Anggota Legislator Ini Justru Minta DPR Tolak Perppu 1/2020
Berita

Anggota Legislator Ini Justru Minta DPR Tolak Perppu 1/2020

Karena dinilai tidak memenuhi tiga parameter dalam Putusan MK No. 138/PUU-VII/2009, memangkas kewenangan anggaran DPR; meniadakan kewenangan lembaga penegak hukum; hingga insentif perpajakan dan program pemulihan ekonomi nasional mencapai 54,3 persen dari total 405 triliun ketimbang peruntukan penanggulangan Covid-19 yang hanya 18,5 persen.

Oleh:
Rofiq Hidayat
Bacaan 2 Menit
Gedung MPR/DPR/DPD. Foto: RES
Gedung MPR/DPR/DPD. Foto: RES

Terbitnya Peraturan Pemerintah Pengganti Undang-Undang (Perppu) No.1 Tahun 2020 tentang tentang Kebijakan Keuangan Negara dan Stabilitas Sistem Keuangan untuk Penanganan Pandemi Covid-19 terus menuai polemik, bahkan di kalangan parlemen sendiri.

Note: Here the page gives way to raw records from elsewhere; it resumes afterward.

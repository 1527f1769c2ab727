use async_trait::async_trait;
use bookshelf_common::{BookRecord, Category};
use chrono::{DateTime, NaiveDate, Utc};
use sqlx::PgPool;
use uuid::Uuid;

use super::{BookChanges, BookFilter, CatalogError, CatalogResult, CatalogStore, NewBook};

const BOOK_COLUMNS: &str = r#"
    id, title, author, description, category, document_url,
    cover_image_url, cover_image_id, published_date, created_at, updated_at
"#;

const FILTER_CLAUSE: &str = r#"
    WHERE ($1::text IS NULL OR title ILIKE $1 OR author ILIKE $1)
      AND ($2::text IS NULL OR category = $2)
"#;

/// Postgres-backed catalog
#[derive(Clone)]
pub struct PgCatalog {
    pool: PgPool,
}

#[derive(Debug, sqlx::FromRow)]
struct BookRow {
    id: Uuid,
    title: String,
    author: String,
    description: Option<String>,
    category: String,
    document_url: String,
    cover_image_url: Option<String>,
    cover_image_id: Option<String>,
    published_date: Option<NaiveDate>,
    created_at: DateTime<Utc>,
    updated_at: DateTime<Utc>,
}

impl TryFrom<BookRow> for BookRecord {
    type Error = CatalogError;

    fn try_from(row: BookRow) -> Result<Self, Self::Error> {
        let category: Category = row.category.parse().map_err(|_| CatalogError::MalformedRow {
            id: row.id,
            reason: format!("unknown category '{}'", row.category),
        })?;

        Ok(BookRecord {
            id: row.id,
            title: row.title,
            author: row.author,
            description: row.description,
            category,
            document_url: row.document_url,
            cover_image_url: row.cover_image_url,
            cover_image_id: row.cover_image_id,
            published_date: row.published_date,
            created_at: row.created_at,
            updated_at: row.updated_at,
        })
    }
}

/// `%term%` with LIKE wildcards in the term escaped
fn like_pattern(term: &str) -> String {
    let escaped = term
        .replace('\\', "\\\\")
        .replace('%', "\\%")
        .replace('_', "\\_");
    format!("%{}%", escaped)
}

impl PgCatalog {
    pub fn new(pool: PgPool) -> Self {
        Self { pool }
    }

    fn filter_binds(filter: &BookFilter) -> (Option<String>, Option<&'static str>) {
        (
            filter
                .search
                .as_deref()
                .map(str::trim)
                .filter(|s| !s.is_empty())
                .map(like_pattern),
            filter.category.map(|c| c.as_str()),
        )
    }
}

#[async_trait]
impl CatalogStore for PgCatalog {
    #[tracing::instrument(skip(self, book), fields(title = %book.title))]
    async fn insert(&self, book: NewBook) -> CatalogResult<BookRecord> {
        let (cover_url, cover_id) = match book.cover {
            Some(cover) => (Some(cover.url), Some(cover.id)),
            None => (None, None),
        };

        let sql = format!(
            r#"
            INSERT INTO books (title, author, description, category, document_url,
                               cover_image_url, cover_image_id, published_date)
            VALUES ($1, $2, $3, $4, $5, $6, $7, $8)
            RETURNING {}
            "#,
            BOOK_COLUMNS
        );

        let row = sqlx::query_as::<_, BookRow>(&sql)
            .bind(&book.title)
            .bind(&book.author)
            .bind(&book.description)
            .bind(book.category.as_str())
            .bind(&book.document_url)
            .bind(cover_url)
            .bind(cover_id)
            .bind(book.published_date)
            .fetch_one(&self.pool)
            .await?;

        row.try_into()
    }

    #[tracing::instrument(skip(self))]
    async fn get(&self, id: Uuid) -> CatalogResult<Option<BookRecord>> {
        let sql = format!("SELECT {} FROM books WHERE id = $1", BOOK_COLUMNS);

        sqlx::query_as::<_, BookRow>(&sql)
            .bind(id)
            .fetch_optional(&self.pool)
            .await?
            .map(BookRecord::try_from)
            .transpose()
    }

    #[tracing::instrument(skip(self))]
    async fn list(
        &self,
        filter: &BookFilter,
        limit: i64,
        offset: i64,
    ) -> CatalogResult<(Vec<BookRecord>, i64)> {
        let (search, category) = Self::filter_binds(filter);

        let count_sql = format!("SELECT COUNT(*) FROM books {}", FILTER_CLAUSE);
        let total: i64 = sqlx::query_scalar(&count_sql)
            .bind(&search)
            .bind(category)
            .fetch_one(&self.pool)
            .await?;

        let sql = format!(
            "SELECT {} FROM books {} ORDER BY created_at DESC, id DESC LIMIT $3 OFFSET $4",
            BOOK_COLUMNS, FILTER_CLAUSE
        );
        let rows = sqlx::query_as::<_, BookRow>(&sql)
            .bind(&search)
            .bind(category)
            .bind(limit)
            .bind(offset)
            .fetch_all(&self.pool)
            .await?;

        let books = rows
            .into_iter()
            .map(BookRecord::try_from)
            .collect::<CatalogResult<Vec<_>>>()?;

        Ok((books, total))
    }

    #[tracing::instrument(skip(self, changes))]
    async fn update(&self, id: Uuid, changes: BookChanges) -> CatalogResult<Option<BookRecord>> {
        let (cover_url, cover_id) = match changes.cover {
            Some(cover) => (Some(cover.url), Some(cover.id)),
            None => (None, None),
        };

        // updated_at must move forward even when two writes share a clock tick.
        let sql = format!(
            r#"
            UPDATE books
            SET title = $2,
                author = $3,
                description = $4,
                category = $5,
                published_date = $6,
                document_url = COALESCE($7, document_url),
                cover_image_url = COALESCE($8, cover_image_url),
                cover_image_id = COALESCE($9, cover_image_id),
                updated_at = GREATEST(NOW(), updated_at + INTERVAL '1 microsecond')
            WHERE id = $1
            RETURNING {}
            "#,
            BOOK_COLUMNS
        );

        sqlx::query_as::<_, BookRow>(&sql)
            .bind(id)
            .bind(&changes.title)
            .bind(&changes.author)
            .bind(&changes.description)
            .bind(changes.category.as_str())
            .bind(changes.published_date)
            .bind(&changes.document_url)
            .bind(cover_url)
            .bind(cover_id)
            .fetch_optional(&self.pool)
            .await?
            .map(BookRecord::try_from)
            .transpose()
    }

    #[tracing::instrument(skip(self))]
    async fn delete(&self, id: Uuid) -> CatalogResult<bool> {
        let result = sqlx::query("DELETE FROM books WHERE id = $1")
            .bind(id)
            .execute(&self.pool)
            .await?;

        Ok(result.rows_affected() > 0)
    }
}
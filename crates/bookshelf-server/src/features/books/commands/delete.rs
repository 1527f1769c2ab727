use mediator::Request;
use serde::{Deserialize, Serialize};
use uuid::Uuid;

use crate::catalog::CatalogError;
use crate::features::books::types::BookServices;

#[derive(Debug, Clone, Serialize, Deserialize)]
pub struct DeleteBookCommand {
    pub id: Uuid,
}

#[derive(Debug, Clone, Serialize, Deserialize)]
pub struct DeleteBookResponse {
    pub message: String,
}

#[derive(Debug, thiserror::Error)]
pub enum DeleteBookError {
    #[error("Book with ID '{0}' not found")]
    NotFound(Uuid),
    #[error("Failed to delete book: {0}")]
    Persistence(#[from] CatalogError),
}

impl Request<Result<DeleteBookResponse, DeleteBookError>> for DeleteBookCommand {}

impl crate::cqrs::middleware::Command for DeleteBookCommand {}

/// Removes the record only; hosted assets stay where they are
#[tracing::instrument(skip(services))]
pub async fn handle(
    services: BookServices,
    command: DeleteBookCommand,
) -> Result<DeleteBookResponse, DeleteBookError> {
    if !services.catalog.delete(command.id).await? {
        return Err(DeleteBookError::NotFound(command.id));
    }

    tracing::info!(book_id = %command.id, "Book deleted");

    Ok(DeleteBookResponse {
        message: "Book deleted successfully".to_string(),
    })
}
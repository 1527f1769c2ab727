use mediator::Request;
use serde::{Deserialize, Serialize};

use crate::auth::{password::hash_password, ADMIN_ROLE};
use crate::features::admins::types::{
    AdminRow, AdminSession, AdminState, NAME_MAX_LENGTH, PASSWORD_MAX_LENGTH, PASSWORD_MIN_LENGTH,
};
use crate::features::shared::error_helpers::map_unique_violation;
use crate::features::shared::validation::{
    validate_email, validate_required_text, FieldValidationError,
};

#[derive(Debug, Clone, Default, Serialize, Deserialize)]
pub struct RegisterAdminCommand {
    pub name: Option<String>,
    pub email: Option<String>,
    #[serde(skip_serializing)]
    pub password: Option<String>,
}

#[derive(Debug, thiserror::Error)]
pub enum RegisterAdminError {
    #[error("Admin registration is disabled")]
    Disabled,
    #[error(transparent)]
    Validation(#[from] FieldValidationError),
    #[error("password must be between {min} and {max} characters")]
    WeakPassword { min: usize, max: usize },
    #[error("An admin with email '{0}' already exists")]
    DuplicateEmail(String),
    #[error("Failed to secure password")]
    Hashing,
    #[error("Failed to issue token")]
    Token,
    #[error("Database error: {0}")]
    Database(#[from] sqlx::Error),
}

impl Request<Result<AdminSession, RegisterAdminError>> for RegisterAdminCommand {}

impl crate::cqrs::middleware::Command for RegisterAdminCommand {}

/// Validated registration input
#[derive(Debug)]
pub struct NewAdmin {
    pub name: String,
    pub email: String,
    pub password: String,
}

impl RegisterAdminCommand {
    pub fn validate(self) -> Result<NewAdmin, RegisterAdminError> {
        let name = validate_required_text("name", self.name.as_deref(), NAME_MAX_LENGTH)?;
        let email = validate_email(self.email.as_deref())?;

        let password = self.password.unwrap_or_default();
        let length = password.chars().count();
        if !(PASSWORD_MIN_LENGTH..=PASSWORD_MAX_LENGTH).contains(&length) {
            return Err(RegisterAdminError::WeakPassword {
                min: PASSWORD_MIN_LENGTH,
                max: PASSWORD_MAX_LENGTH,
            });
        }

        Ok(NewAdmin {
            name,
            email,
            password,
        })
    }
}

#[tracing::instrument(skip(state, command))]
pub async fn handle(
    state: AdminState,
    command: RegisterAdminCommand,
) -> Result<AdminSession, RegisterAdminError> {
    if !state.registration_enabled {
        return Err(RegisterAdminError::Disabled);
    }

    let NewAdmin {
        name,
        email,
        password,
    } = command.validate()?;

    let password_hash = tokio::task::spawn_blocking(move || hash_password(&password))
        .await
        .map_err(|_| RegisterAdminError::Hashing)?
        .map_err(|_| RegisterAdminError::Hashing)?;

    let admin = sqlx::query_as::<_, AdminRow>(
        r#"
        INSERT INTO admins (name, email, password_hash, role)
        VALUES ($1, $2, $3, $4)
        RETURNING id, name, email, password_hash, role, created_at
        "#,
    )
    .bind(&name)
    .bind(&email)
    .bind(&password_hash)
    .bind(ADMIN_ROLE)
    .fetch_one(&state.db)
    .await
    .map_err(|e| {
        map_unique_violation(e, RegisterAdminError::DuplicateEmail(email.clone()), Into::into)
    })?;

    let token = state
        .keys
        .issue(admin.id, &admin.email, &admin.role)
        .map_err(|_| RegisterAdminError::Token)?;

    tracing::info!(admin_id = %admin.id, email = %admin.email, "Admin registered");

    Ok(AdminSession::new(admin, token))
}

#[cfg(test)]
mod tests {
    use super::*;
    use crate::features::shared::test_helpers::test_keys;
    use sqlx::PgPool;

    fn command(name: &str, email: &str, password: &str) -> RegisterAdminCommand {
        RegisterAdminCommand {
            name: Some(name.to_string()),
            email: Some(email.to_string()),
            password: Some(password.to_string()),
        }
    }

    fn state(db: PgPool, registration_enabled: bool) -> AdminState {
        AdminState {
            db,
            keys: test_keys(),
            registration_enabled,
        }
    }

    #[test]
    fn test_validate_normalizes_email() {
        let admin = command(" Ada ", "Ada@Example.com", "long enough").validate().unwrap();
        assert_eq!(admin.name, "Ada");
        assert_eq!(admin.email, "ada@example.com");
    }

    #[test]
    fn test_validate_rejects_bad_input() {
        assert!(matches!(
            command("", "ada@example.com", "long enough").validate(),
            Err(RegisterAdminError::Validation(FieldValidationError::Required { field: "name" }))
        ));
        assert!(matches!(
            command("Ada", "not-an-email", "long enough").validate(),
            Err(RegisterAdminError::Validation(_))
        ));
        assert!(matches!(
            command("Ada", "ada@example.com", "short").validate(),
            Err(RegisterAdminError::WeakPassword { .. })
        ));
    }

    #[tokio::test]
    async fn test_disabled_registration_never_touches_database() {
        let db = PgPool::connect_lazy("postgres://localhost:1/unreachable").unwrap();
        let err = handle(state(db, false), command("Ada", "ada@example.com", "long enough"))
            .await
            .unwrap_err();
        assert!(matches!(err, RegisterAdminError::Disabled));
    }

    #[sqlx::test(migrations = "../../migrations")]
    #[ignore = "requires DATABASE_URL"]
    async fn test_register_then_duplicate(pool: PgPool) {
        let session = handle(
            state(pool.clone(), true),
            command("Ada", "ada@example.com", "long enough"),
        )
        .await
        .unwrap();
        assert_eq!(session.role, ADMIN_ROLE);
        assert_eq!(test_keys().verify(&session.token).unwrap().sub, session.id);

        let err = handle(
            state(pool, true),
            command("Ada Again", "ADA@example.com", "long enough"),
        )
        .await
        .unwrap_err();
        assert!(matches!(err, RegisterAdminError::DuplicateEmail(_)));
    }
}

Pasalnya, materi muatan Perppu itu dinilai bermasalah, mulai memangkas kewenangan lembaga lain, muatan Pasal 27, hingga tak memenuhi syarat Putusan MK No. 138/PUU-VII/2009 pada 8 Februari 2010.

 

“Mencermati berbagai ketentuan dalam Perppu Nomor 1/2020 dan aturan turunannya, saya menyarankan sebaiknya DPR menolak Perppu 1/2020 tersebut menjadi undang-undang,” ujar anggota Komisi XI DPR Heri Gunawan di Jakarta, Selasa (21/4/2020).

 

Baca Juga: Sejumlah Catatan MPR atas Perppu No.1/2020

 

Heri mengingatkan putusan MK 138/PUU-VII/2009 memberikan parameter adanya “ihwal kegentingan memaksa” bagi presiden untuk menerbitkan Perppu. Pertama, adanya kebutuhan mendesak untuk menyelesaikan masalah hukum secara cepat berdasarkan undang-undang. Kedua, UU yang dibutuhkan tersebut belum ada, sehingga terjadi kekosongan hukum, atau ada UU tetapi tidak memadai.

 

Ketiga,kekosongan hukum tersebut tidak dapat diatasi dengan cara membuat UU secara prosedur biasa, karena akan memerlukan waktu yang cukup lama sedangkan keadaan yang mendesak tersebut perlu kepastian untuk diselesaikan. Meski di tengah situasi pandemi Covid-19, bagi Heri penerbitan Perppu 1/2020 dipandang tidak memenuhi tiga parameter “ihwal kegentingan memaksa” sebagaimana amanat Putusan MK No. 138/PUU-VII/2009 itu.

 

“Perppu 1/2020 ini dapat menciptakan perilaku eksekutif yang tidak termonitor (tanpa pengawasan DPR, red) dan meniadakan kewenangan lembaga penegak hukum (bagi pejabat yang menyalahgunakan kewenangan menggunakan anggaran penanganan Covid-19, red),” kata Heri.

 

Selain itu, dia menilai Perppu 1/2020 tidak memenuhi syarat pembentukan peraturan sesuai Pasal 5 UU No.12 Tahun 2011 tentang Pembentukan Perundang-Undangan. Pasal 5 UU 12/2011 menyebutkan membentuk peraturan perundang-undangan harus berdasarkan asas pembentukan peraturan perundang-undangan yang baik meliputi: a. kejelasan tujuan; b. kelembagaan atau pejabat pembentuk yang tepat; c. kesesuaian antara jenis, hierarki, dan materi muatan; d. dapat dilaksanakan; e. kedayagunaan dan kehasilgunaan; f. kejelasan rumusan; dan g. keterbukaan.”

 

Tak hanya itu, Presiden Joko Widodo menerbitkan Perpres No.54 Tahun 2020 tentang Perubahan Postur dan Rincian Anggaran Pendapatan dan Belanja Negara Tahun Anggaran 2020. Menurutnya, Perpres 54/2020 menjadikan Pasal 4 ayat (1) UUD 1945 dan Perppu 1/2020 sebagai dasar hukum pembuatannya. Karena itu, nampaknya pemerintah menempuh jalan pintas membuat Perppu ini dengan mengabaikan sejumlah aturan hukum yang ada.